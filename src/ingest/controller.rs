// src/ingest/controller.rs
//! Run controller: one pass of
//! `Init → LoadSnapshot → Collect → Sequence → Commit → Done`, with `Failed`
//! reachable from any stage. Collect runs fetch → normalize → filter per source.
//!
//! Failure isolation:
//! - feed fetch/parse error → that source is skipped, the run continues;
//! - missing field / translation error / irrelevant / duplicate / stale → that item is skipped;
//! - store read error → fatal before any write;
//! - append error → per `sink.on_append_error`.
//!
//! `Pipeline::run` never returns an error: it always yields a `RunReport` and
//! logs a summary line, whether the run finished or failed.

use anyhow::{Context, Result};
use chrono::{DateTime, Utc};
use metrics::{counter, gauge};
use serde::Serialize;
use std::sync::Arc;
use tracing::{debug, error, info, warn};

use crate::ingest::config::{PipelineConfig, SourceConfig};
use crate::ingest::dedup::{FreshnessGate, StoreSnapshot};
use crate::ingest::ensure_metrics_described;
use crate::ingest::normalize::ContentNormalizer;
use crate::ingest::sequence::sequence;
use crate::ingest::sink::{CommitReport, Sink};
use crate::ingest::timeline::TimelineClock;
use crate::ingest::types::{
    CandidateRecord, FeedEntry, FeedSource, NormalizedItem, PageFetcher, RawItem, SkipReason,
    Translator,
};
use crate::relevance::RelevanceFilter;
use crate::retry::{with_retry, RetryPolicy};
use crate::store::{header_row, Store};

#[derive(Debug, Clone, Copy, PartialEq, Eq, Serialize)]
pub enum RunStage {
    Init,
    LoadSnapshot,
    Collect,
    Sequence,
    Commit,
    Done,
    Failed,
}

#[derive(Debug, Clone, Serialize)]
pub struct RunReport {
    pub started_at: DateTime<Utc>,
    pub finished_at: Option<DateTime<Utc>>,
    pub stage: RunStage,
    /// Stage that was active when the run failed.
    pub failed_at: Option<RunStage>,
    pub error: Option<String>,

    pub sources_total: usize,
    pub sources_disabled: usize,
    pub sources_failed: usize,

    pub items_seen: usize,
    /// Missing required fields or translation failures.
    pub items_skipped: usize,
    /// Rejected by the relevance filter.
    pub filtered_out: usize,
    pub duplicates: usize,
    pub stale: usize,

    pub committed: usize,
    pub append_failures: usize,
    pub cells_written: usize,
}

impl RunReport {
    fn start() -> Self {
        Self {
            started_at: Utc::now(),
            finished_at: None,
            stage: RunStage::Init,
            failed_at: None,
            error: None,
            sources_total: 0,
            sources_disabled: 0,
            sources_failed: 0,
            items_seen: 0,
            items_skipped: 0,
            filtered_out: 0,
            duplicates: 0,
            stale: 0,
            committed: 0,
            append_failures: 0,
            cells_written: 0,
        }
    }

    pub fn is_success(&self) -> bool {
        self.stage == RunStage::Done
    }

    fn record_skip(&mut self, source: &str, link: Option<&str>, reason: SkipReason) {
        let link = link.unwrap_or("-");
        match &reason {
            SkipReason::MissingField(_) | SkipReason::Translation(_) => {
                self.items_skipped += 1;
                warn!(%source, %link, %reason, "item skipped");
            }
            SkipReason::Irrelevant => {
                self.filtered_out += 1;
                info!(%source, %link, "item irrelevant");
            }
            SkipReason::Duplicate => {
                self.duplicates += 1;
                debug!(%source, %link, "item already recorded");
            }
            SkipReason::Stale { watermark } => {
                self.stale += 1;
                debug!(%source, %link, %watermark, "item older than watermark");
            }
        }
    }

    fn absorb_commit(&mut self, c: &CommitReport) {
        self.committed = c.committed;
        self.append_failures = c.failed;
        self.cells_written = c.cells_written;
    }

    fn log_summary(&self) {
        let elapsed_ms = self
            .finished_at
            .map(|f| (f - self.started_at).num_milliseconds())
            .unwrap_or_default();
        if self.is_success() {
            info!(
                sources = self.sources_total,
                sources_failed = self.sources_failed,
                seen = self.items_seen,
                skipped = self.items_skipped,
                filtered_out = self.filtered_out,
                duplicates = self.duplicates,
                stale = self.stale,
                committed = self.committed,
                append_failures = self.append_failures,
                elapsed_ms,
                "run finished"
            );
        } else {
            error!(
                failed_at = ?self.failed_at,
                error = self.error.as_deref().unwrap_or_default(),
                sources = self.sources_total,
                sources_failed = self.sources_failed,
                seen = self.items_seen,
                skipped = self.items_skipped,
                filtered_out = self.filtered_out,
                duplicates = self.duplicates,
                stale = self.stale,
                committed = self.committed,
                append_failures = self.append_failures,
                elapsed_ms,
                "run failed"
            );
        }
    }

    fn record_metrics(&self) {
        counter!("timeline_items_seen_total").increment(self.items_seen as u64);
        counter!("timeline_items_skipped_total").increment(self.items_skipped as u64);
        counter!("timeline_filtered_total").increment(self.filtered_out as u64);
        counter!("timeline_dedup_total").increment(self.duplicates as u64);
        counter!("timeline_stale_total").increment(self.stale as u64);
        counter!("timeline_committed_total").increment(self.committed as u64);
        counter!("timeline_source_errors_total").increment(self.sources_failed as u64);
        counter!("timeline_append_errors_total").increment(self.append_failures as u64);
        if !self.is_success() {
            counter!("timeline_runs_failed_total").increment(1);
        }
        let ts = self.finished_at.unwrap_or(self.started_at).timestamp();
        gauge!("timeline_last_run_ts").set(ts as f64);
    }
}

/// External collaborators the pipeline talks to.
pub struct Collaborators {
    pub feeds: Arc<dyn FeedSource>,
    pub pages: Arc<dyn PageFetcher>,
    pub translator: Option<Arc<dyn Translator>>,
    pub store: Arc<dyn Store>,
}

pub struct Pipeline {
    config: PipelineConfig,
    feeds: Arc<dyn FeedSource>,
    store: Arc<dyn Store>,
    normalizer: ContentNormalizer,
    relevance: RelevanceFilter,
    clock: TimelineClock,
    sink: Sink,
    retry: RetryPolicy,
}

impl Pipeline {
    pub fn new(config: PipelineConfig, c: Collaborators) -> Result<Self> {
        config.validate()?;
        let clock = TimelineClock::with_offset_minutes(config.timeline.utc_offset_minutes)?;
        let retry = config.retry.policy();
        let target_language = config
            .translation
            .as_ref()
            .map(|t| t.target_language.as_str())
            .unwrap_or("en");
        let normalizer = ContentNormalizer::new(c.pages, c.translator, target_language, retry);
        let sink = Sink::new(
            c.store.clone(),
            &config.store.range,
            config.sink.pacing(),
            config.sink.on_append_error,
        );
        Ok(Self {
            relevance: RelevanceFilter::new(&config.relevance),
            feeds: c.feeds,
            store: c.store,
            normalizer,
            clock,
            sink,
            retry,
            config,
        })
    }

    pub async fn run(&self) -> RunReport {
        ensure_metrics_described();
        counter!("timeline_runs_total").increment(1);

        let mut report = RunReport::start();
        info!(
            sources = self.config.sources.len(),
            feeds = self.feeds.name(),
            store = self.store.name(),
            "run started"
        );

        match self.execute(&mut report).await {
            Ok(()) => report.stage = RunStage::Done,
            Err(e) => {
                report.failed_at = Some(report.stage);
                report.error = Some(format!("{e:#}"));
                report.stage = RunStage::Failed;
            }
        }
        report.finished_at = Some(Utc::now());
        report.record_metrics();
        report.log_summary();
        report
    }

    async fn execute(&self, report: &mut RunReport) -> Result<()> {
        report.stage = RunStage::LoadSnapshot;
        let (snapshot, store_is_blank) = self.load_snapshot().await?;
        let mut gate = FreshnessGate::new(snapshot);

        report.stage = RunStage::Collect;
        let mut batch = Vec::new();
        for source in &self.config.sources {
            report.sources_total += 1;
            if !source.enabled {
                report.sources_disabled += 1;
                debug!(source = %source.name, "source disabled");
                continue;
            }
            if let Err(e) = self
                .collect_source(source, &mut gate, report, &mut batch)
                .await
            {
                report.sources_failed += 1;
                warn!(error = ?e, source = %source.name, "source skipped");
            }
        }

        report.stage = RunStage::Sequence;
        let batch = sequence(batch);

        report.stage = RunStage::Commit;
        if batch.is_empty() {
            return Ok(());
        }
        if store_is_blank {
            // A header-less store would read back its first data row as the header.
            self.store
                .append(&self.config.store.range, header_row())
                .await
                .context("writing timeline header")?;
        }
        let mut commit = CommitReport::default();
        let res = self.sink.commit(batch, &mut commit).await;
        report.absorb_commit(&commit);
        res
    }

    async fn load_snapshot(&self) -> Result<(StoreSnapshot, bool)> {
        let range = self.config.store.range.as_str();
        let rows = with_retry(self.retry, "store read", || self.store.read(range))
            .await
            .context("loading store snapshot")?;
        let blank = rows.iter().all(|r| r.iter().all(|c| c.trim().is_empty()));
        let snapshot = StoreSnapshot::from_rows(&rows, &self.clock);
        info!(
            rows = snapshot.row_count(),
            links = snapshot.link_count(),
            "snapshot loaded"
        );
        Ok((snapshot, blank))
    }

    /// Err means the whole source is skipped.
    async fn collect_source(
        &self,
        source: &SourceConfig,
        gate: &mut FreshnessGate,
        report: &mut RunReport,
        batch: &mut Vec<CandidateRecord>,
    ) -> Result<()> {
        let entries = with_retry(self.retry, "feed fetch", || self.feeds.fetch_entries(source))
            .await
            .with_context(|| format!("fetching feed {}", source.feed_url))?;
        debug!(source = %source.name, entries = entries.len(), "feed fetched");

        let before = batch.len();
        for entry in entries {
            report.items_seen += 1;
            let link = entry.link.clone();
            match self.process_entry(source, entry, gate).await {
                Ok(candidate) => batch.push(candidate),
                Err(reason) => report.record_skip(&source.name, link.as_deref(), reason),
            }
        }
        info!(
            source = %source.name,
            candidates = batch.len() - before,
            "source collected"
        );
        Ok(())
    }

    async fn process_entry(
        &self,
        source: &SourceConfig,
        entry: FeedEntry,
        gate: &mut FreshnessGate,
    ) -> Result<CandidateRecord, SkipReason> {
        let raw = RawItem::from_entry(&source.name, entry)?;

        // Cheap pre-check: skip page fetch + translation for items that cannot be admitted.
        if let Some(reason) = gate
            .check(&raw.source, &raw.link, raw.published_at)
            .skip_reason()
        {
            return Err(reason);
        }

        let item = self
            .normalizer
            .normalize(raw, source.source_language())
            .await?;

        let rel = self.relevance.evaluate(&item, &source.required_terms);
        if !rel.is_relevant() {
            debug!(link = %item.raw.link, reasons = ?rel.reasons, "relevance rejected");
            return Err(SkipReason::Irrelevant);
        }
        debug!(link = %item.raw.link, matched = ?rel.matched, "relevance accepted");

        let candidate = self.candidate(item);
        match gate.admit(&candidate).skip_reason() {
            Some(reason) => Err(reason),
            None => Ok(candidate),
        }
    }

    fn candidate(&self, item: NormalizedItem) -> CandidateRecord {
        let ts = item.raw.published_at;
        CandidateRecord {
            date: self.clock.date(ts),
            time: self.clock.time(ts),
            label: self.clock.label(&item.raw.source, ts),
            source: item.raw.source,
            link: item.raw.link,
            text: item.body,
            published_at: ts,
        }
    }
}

+ + +

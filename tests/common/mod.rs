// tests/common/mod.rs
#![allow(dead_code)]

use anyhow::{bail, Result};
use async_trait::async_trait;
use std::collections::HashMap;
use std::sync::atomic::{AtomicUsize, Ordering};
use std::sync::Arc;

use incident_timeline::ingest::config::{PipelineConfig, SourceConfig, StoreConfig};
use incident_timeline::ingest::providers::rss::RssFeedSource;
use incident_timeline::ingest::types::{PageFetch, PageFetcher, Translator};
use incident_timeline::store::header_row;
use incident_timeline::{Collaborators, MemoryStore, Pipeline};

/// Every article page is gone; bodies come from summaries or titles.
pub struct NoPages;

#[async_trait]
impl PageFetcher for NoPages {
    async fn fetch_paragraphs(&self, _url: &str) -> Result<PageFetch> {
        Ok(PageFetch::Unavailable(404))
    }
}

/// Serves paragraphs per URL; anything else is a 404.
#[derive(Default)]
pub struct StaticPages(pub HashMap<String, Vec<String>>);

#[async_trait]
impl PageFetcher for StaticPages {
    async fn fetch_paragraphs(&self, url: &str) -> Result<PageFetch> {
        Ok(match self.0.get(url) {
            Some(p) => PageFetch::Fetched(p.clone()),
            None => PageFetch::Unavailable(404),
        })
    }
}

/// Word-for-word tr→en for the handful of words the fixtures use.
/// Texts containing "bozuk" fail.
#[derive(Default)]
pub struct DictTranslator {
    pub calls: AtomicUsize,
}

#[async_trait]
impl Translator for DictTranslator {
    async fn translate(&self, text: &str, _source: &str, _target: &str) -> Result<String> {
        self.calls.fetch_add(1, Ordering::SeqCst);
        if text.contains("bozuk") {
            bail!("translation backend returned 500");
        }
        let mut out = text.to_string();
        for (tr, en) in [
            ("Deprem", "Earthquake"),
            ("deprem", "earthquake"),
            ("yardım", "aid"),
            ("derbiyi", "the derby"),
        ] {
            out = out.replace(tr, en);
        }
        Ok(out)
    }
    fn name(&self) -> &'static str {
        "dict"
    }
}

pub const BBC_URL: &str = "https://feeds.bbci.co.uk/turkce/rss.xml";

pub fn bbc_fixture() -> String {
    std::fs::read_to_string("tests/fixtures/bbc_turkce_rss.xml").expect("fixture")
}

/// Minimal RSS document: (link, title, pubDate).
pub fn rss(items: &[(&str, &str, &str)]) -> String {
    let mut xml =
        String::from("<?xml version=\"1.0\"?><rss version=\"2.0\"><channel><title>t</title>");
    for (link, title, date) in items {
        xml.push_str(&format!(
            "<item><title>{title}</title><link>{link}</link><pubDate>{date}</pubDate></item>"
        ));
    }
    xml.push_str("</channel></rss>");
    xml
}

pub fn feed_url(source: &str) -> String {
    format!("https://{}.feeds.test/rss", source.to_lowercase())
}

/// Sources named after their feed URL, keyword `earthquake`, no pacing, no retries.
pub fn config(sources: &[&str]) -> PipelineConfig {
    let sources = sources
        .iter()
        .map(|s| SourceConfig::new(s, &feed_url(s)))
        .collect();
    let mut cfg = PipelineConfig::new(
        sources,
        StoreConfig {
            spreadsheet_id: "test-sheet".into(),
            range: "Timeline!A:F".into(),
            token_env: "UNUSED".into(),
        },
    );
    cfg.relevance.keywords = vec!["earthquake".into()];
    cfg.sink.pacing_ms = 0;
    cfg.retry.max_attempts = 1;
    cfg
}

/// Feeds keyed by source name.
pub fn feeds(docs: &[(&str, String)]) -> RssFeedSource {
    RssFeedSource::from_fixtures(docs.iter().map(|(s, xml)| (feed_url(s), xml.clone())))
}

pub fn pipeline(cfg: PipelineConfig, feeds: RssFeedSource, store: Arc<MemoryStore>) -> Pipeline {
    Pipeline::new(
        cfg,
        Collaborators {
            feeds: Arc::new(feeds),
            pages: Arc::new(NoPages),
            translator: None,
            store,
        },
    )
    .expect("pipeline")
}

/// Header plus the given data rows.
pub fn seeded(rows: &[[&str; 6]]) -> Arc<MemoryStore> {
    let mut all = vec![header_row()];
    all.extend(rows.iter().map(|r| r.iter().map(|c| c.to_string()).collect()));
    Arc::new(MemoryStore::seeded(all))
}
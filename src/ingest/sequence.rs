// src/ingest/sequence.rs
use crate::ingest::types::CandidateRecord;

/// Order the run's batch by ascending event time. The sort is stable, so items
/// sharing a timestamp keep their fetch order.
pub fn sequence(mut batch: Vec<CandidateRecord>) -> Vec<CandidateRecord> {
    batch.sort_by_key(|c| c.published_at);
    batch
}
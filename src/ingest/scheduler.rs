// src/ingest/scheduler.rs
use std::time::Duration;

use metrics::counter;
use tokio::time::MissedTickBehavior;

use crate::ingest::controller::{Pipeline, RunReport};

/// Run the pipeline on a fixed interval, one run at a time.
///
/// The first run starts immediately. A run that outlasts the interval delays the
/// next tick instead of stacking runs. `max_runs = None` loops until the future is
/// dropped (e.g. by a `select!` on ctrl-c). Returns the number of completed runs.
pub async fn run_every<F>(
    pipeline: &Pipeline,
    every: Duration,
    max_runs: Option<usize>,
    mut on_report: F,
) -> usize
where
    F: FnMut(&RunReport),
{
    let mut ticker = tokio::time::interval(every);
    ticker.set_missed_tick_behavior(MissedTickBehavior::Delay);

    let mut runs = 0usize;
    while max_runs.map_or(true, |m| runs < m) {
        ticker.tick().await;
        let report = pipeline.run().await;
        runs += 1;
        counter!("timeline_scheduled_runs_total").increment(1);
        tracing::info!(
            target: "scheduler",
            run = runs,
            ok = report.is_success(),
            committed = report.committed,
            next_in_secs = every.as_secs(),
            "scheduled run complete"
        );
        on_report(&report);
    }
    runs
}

+ + +

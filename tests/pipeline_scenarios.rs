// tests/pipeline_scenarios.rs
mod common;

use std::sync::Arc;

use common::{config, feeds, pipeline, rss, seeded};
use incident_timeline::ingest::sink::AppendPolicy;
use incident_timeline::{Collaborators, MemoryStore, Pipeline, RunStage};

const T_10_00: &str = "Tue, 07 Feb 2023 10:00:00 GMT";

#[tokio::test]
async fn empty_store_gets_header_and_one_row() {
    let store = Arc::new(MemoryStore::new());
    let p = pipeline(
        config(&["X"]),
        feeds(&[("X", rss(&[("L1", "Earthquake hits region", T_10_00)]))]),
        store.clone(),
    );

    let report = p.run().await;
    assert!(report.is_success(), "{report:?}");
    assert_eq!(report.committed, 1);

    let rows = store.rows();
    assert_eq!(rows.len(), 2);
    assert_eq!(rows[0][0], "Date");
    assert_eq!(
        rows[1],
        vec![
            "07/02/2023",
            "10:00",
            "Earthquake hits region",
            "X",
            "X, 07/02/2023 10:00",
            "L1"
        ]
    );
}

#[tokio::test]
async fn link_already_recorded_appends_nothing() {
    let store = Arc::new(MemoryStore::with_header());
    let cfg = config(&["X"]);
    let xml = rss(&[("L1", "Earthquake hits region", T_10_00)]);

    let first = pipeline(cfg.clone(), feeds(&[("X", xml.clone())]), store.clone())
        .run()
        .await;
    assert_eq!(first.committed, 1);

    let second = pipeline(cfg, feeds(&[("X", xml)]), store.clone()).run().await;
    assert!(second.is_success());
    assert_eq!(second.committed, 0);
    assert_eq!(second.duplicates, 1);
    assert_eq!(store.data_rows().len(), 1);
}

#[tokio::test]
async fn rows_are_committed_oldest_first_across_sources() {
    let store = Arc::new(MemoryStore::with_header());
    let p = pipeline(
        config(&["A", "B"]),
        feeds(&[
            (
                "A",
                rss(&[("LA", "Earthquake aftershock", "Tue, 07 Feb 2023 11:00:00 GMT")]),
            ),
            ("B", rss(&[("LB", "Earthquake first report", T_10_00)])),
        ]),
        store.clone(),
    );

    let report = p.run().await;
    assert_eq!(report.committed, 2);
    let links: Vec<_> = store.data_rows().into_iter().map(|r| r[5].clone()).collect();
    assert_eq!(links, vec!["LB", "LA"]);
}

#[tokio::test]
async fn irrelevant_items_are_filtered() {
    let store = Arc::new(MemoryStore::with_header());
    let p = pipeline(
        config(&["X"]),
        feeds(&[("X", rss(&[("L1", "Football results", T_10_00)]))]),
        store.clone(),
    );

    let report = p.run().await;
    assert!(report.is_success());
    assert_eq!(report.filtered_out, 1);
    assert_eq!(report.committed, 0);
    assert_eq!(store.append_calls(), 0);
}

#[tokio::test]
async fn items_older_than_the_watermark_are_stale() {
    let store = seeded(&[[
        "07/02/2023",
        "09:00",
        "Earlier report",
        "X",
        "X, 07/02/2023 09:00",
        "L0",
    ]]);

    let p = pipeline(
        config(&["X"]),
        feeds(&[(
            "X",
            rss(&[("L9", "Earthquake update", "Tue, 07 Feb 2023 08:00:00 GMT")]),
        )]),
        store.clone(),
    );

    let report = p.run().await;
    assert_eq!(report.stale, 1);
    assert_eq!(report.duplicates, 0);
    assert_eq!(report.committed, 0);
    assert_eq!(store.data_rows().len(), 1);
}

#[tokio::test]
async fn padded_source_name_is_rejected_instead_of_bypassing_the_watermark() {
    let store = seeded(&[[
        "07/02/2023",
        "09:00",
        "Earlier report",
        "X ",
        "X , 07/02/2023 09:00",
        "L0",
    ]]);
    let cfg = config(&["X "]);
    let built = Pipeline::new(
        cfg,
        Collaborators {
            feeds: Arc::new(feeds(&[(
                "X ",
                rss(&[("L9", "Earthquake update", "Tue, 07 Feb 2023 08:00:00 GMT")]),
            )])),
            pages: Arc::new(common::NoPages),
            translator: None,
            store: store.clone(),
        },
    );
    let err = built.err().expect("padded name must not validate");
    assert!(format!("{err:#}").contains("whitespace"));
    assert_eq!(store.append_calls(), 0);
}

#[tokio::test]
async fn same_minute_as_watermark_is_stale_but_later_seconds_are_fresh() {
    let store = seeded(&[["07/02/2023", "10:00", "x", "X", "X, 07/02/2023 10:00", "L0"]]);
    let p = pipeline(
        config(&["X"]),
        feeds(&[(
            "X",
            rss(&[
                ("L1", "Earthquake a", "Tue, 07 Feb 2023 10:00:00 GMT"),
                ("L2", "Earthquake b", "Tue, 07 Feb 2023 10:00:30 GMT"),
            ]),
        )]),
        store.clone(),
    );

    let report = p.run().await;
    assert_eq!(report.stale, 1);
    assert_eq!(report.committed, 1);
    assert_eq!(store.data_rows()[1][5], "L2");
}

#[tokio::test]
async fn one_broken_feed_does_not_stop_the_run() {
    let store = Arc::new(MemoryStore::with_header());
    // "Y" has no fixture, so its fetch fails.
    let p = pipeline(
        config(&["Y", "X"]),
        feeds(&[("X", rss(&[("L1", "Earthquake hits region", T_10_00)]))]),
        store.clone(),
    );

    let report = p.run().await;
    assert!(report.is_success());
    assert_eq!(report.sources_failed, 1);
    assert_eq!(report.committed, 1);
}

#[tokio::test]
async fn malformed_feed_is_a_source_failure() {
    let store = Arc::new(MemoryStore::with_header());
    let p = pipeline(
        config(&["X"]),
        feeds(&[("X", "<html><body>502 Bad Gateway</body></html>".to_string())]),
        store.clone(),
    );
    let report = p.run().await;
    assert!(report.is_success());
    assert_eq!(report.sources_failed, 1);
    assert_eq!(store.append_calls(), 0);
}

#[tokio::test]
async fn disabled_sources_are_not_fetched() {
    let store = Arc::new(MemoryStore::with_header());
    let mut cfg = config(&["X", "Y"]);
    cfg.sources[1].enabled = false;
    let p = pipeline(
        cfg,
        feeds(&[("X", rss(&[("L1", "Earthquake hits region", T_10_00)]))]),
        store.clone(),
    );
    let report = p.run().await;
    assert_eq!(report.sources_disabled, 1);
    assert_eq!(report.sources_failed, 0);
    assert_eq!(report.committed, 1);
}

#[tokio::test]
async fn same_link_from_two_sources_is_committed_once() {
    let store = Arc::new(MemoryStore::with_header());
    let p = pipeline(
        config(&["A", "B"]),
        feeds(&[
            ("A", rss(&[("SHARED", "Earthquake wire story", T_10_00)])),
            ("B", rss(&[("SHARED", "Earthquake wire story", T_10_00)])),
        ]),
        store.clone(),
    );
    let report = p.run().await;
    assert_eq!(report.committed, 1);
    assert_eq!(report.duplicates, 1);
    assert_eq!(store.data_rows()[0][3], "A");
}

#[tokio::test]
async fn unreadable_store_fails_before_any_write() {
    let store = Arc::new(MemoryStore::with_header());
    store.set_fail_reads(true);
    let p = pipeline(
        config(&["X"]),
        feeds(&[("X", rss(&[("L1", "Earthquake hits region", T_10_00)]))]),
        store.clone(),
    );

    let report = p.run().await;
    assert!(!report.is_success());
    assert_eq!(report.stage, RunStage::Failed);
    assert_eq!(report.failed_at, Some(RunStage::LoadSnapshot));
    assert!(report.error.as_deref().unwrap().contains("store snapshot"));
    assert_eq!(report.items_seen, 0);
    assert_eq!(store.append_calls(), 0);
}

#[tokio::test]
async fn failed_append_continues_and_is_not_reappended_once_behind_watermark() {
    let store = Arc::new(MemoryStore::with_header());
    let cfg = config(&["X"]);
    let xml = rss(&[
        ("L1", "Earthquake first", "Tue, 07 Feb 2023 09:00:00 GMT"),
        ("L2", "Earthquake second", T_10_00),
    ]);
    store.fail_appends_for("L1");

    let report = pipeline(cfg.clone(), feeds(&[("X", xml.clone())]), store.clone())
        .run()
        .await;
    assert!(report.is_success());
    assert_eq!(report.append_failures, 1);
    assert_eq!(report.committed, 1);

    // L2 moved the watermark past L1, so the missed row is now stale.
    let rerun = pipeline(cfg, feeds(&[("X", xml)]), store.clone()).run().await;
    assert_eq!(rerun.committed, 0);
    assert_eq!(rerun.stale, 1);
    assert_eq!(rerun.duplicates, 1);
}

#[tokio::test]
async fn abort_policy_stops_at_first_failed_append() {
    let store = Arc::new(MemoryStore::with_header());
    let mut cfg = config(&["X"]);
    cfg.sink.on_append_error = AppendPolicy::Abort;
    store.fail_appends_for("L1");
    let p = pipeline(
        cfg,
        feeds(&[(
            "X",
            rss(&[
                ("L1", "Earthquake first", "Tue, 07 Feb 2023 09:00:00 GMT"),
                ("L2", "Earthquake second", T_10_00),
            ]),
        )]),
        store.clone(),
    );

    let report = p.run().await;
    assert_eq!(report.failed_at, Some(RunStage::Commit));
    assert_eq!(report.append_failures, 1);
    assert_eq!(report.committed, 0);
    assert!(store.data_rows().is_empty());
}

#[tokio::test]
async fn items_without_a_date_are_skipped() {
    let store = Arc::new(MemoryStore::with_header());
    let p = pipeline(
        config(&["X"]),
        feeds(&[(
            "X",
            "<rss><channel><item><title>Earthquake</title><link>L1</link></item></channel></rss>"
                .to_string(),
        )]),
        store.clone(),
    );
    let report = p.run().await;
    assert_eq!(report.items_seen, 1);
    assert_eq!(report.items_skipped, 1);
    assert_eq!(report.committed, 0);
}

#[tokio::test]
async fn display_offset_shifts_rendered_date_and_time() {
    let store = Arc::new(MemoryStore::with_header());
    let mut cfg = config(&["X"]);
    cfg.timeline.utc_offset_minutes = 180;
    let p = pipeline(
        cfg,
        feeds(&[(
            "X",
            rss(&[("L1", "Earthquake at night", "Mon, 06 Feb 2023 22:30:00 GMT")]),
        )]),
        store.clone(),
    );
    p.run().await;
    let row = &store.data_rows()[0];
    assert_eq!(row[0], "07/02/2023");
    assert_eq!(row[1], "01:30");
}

+ + +

What you will do: Among the records, find every line holding the word "true" and copy it.

Response for this exercise:
    while max_runs.map_or(true, |m| runs < m) {
    store.set_fail_reads(true);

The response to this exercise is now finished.